# Data section
+ + + +

// Tracing initialization for the CLI.
use tracing_subscriber::{EnvFilter, fmt, prelude::*};

pub fn init_tracing(level: &str) {
    // Prefer RUST_LOG from env, otherwise use provided level string.
    let filter = std::env::var("RUST_LOG")
        .ok()
        .and_then(|_| EnvFilter::try_from_default_env().ok())
        .unwrap_or_else(|| EnvFilter::new(level));

    let _ = tracing_subscriber::registry()
        .with(filter)
        .with(fmt::layer().with_writer(std::io::stderr))
        .try_init();
}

+ + + +

# Task item
An exact repeat of all the entries above is required.

# Expected answer
// Tracing initialization for the CLI.
use tracing_subscriber::{EnvFilter, fmt, prelude::*};

pub fn init_tracing(level: &str) {
    // Prefer RUST_LOG from env, otherwise use provided level string.
    let filter = std::env::var("RUST_LOG")
        .ok()
        .and_then(|_| EnvFilter::try_from_default_env().ok())
        .unwrap_or_else(|| EnvFilter::new(level));

    let _ = tracing_subscriber::registry()
        .with(filter)
        .with(fmt::layer().with_writer(std::io::stderr))
        .try_init();
}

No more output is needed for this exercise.